On le voit, faire exister les univers lovecraftiens au cinéma équivaut à remettre en question sans cesse à la fois le médium cinéma dans l'optique de l'enrichir ; en soulevant des questions de fond : comment traduire l'indicible en images et en sons, comment transposer une écriture néoimpressionniste en film, comment gérer les phénomènes de persistance et de temporalités fluctuantes, etc... A faire investir de nouveaux domaines à une mythologie dont la versatilité constitue paradoxalement la cohérence. Ainsi c'est tout un champ de possibles qui s'ouvre pour une construction narrative déjà très riche en soi.

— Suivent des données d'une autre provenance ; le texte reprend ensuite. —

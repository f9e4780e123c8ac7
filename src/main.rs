use component_ws::adapters::outbound::console::StderrProgressReporter;
use component_ws::adapters::outbound::filesystem::FileSystemReader;
use component_ws::application::dto::{OutputFormat, ShowComponentRequest};
use component_ws::application::factories::{FormatterFactory, PresenterFactory, PresenterType};
use component_ws::application::use_cases::ShowComponentUseCase;
use component_ws::cli::Args;
use component_ws::config::{self, ConfigFile};
use component_ws::ports::outbound::ProgressReporter;
use component_ws::shared::error::ExitCode;
use component_ws::shared::logging::{init_logging, LoggingConfig};
use component_ws::shared::Result;
use std::path::{Path, PathBuf};
use std::process;
use tracing::debug;

/// Effective settings after merging CLI arguments over the config file
#[derive(Debug, PartialEq, Eq)]
struct Settings {
    format: OutputFormat,
    output: Option<PathBuf>,
    verbose: bool,
}

impl Settings {
    /// CLI flags win over config values, config values over defaults
    fn resolve(args: &Args, config: Option<&ConfigFile>) -> Self {
        Self {
            format: args
                .format
                .or_else(|| config.and_then(ConfigFile::output_format))
                .unwrap_or_default(),
            output: args
                .output
                .clone()
                .or_else(|| config.and_then(|c| c.output.clone())),
            verbose: args.verbose || config.and_then(|c| c.verbose).unwrap_or(false),
        }
    }
}

fn main() {
    let args = Args::parse_args();
    let reporter = StderrProgressReporter::with_quiet(args.quiet);

    if let Err(e) = run(args, reporter) {
        reporter.report_error(&format!("\n❌ An error occurred:\n\n{}", e));

        // Display error chain
        let mut source = e.source();
        while let Some(err) = source {
            reporter.report_error(&format!("\nCaused by: {}", err));
            source = err.source();
        }

        eprintln!();
        process::exit(ExitCode::ApplicationError.as_i32());
    }
}

fn run(args: Args, reporter: StderrProgressReporter) -> Result<()> {
    let config = load_config(&args)?;
    let settings = Settings::resolve(&args, config.as_ref());

    init_logging(if settings.verbose {
        LoggingConfig::verbose()
    } else {
        LoggingConfig::default()
    });
    if let Some(config) = &config {
        config.warn_unknown_fields();
    }
    debug!(?settings, "resolved settings");

    // Create use case with injected dependencies
    let use_case = ShowComponentUseCase::new(FileSystemReader::new(), reporter);
    let response = use_case.execute(ShowComponentRequest::new(args.input.clone()))?;

    reporter.report(FormatterFactory::progress_message(settings.format));
    let formatter = FormatterFactory::create(settings.format);
    let formatted_output = formatter.format(&response)?;

    let presenter = PresenterFactory::create(PresenterType::from_output(settings.output.clone()));
    presenter.present(&formatted_output)?;

    if let Some(path) = &settings.output {
        reporter.report_completion(&format!("✅ Output complete: {}", path.display()));
    }

    Ok(())
}

/// Explicit `--config` must exist; otherwise look next to the input document
fn load_config(args: &Args) -> Result<Option<ConfigFile>> {
    match &args.config {
        Some(path) => config::load_config_from_path(path).map(Some),
        None => config::discover_config(input_directory(&args.input)),
    }
}

fn input_directory(input: &Path) -> &Path {
    match input.parent() {
        Some(parent) if !parent.as_os_str().is_empty() => parent,
        _ => Path::new("."),
    }
}

#[cfg(test)]
mod tests {
    use super::*;
    use clap::Parser;

    fn args(extra: &[&str]) -> Args {
        let mut argv = vec!["component-ws", "-i", "request.json"];
        argv.extend_from_slice(extra);
        Args::try_parse_from(argv).unwrap()
    }

    fn config(yaml: &str) -> ConfigFile {
        serde_yaml_ng::from_str(yaml).unwrap()
    }

    #[test]
    fn test_settings_defaults() {
        let settings = Settings::resolve(&args(&[]), None);
        assert_eq!(
            settings,
            Settings {
                format: OutputFormat::Json,
                output: None,
                verbose: false,
            }
        );
    }

    #[test]
    fn test_settings_from_config() {
        let config = config("format: markdown\noutput: out.md\nverbose: true\n");
        let settings = Settings::resolve(&args(&[]), Some(&config));

        assert_eq!(settings.format, OutputFormat::Markdown);
        assert_eq!(settings.output, Some(PathBuf::from("out.md")));
        assert!(settings.verbose);
    }

    #[test]
    fn test_settings_cli_overrides_config() {
        let config = config("format: markdown\noutput: out.md\n");
        let settings = Settings::resolve(&args(&["-f", "json", "-o", "cli.json"]), Some(&config));

        assert_eq!(settings.format, OutputFormat::Json);
        assert_eq!(settings.output, Some(PathBuf::from("cli.json")));
    }

    #[test]
    fn test_input_directory() {
        assert_eq!(input_directory(Path::new("request.json")), Path::new("."));
        assert_eq!(
            input_directory(Path::new("fixtures/request.json")),
            Path::new("fixtures")
        );
    }
}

Si les problèmes conceptuels se posent, certes, avec prégnance, le lovecraftien en soi porte en germe des éléments de compatibilité avec les caractéristiques techniques et narratives du cinéma : le hors-champ en constitue le meilleur exemple, en ce sens qu'il se pose comme refuge et un démultiplicateur des menaces occultes et de l'innommable au coeur de la mythologie lovecraftienne. Les problèmes les plus importants se situent finalement plus dans les moyens que l'on veut bien mettre en oeuvre pour concrétiser des visions lovecraftiennes, qu'en termes de visualisation conceptuelle. Un grand nombre d'illustrateurs de talent se sont penchés et se penchent sur le lovecraftien et ses avatars, et le médium cinéma se prête tout à fait à des visions étranges, floutant la limite entre matériel et immatériel et imaginant des rapports temporels affranchis de la continuité.

Tout porte à constater que la mythologie lovecraftienne prend un essor nouveau avec l'action conjuguée des apports de l'audiovisuel (cinéma, vidéo, et maintenant jeu vidéo) et des narrations communautaires et persistantes (cercles de fans sur Internet, jeux de rôle). L'écueil le plus à craindre, l'obstacle le plus important à la conduite de la mythologie lovecraftienne vers des domaines plus exotiques n'est peut-être pas structurel (problèmes conceptuels et plastiques) mais conjoncturel (d'ordre critique). Il semble en effet, pour tout un pan de la critique, de bon ton de considérer Lovecraft comme l'horizon indépassable de la création en ce qui concerne la construction mythologique qu'il a jadis amorcée. Les auteurs "suivants", qu'ils soient littéraires ou cinématographiques d'ailleurs, sont alors considérés comme guère mieux que des tâcherons, sympathiques tout au plus dans leur espoir naïf d'amender une mythologie qui n'appartient en propre qu'à son instigateur. C'est une vision bien romantique de l'artiste avec un grand A, qui se dresse seul dans un néant conceptuel pour créer ex nihilo une oeuvre ne devant rien à personne et qui, à l'instar des fruits au marché du bourg, se déprécie à mesure que d'autres personnes la manipulent. On ne saurait trop se départir de ce type de visée assez simpliste et condescendante : non seulement il s'agit d'une vision binaire de la création qui n'envisage, virtuellement, que des précurseurs opposés à des plagiaires, mais de plus qui s'avère un contre-sens dans un système de construction

mythologique qui doit tant à des précurseurs illustres (Lovecraft ne cachait pas, c'est le moins qu'on puisse dire, son admiration et ses emprunts à Lord Dunsany, Edgar Poe ou Arthur Machen) qu'à une richesse du corpus basée partie sur l'émulation et les ajouts de nouveaux venus, qui d'ailleurs n'ont jamais eu une mince part à la reconnaissance du maître de providence dans des cercles de plus en plus larges.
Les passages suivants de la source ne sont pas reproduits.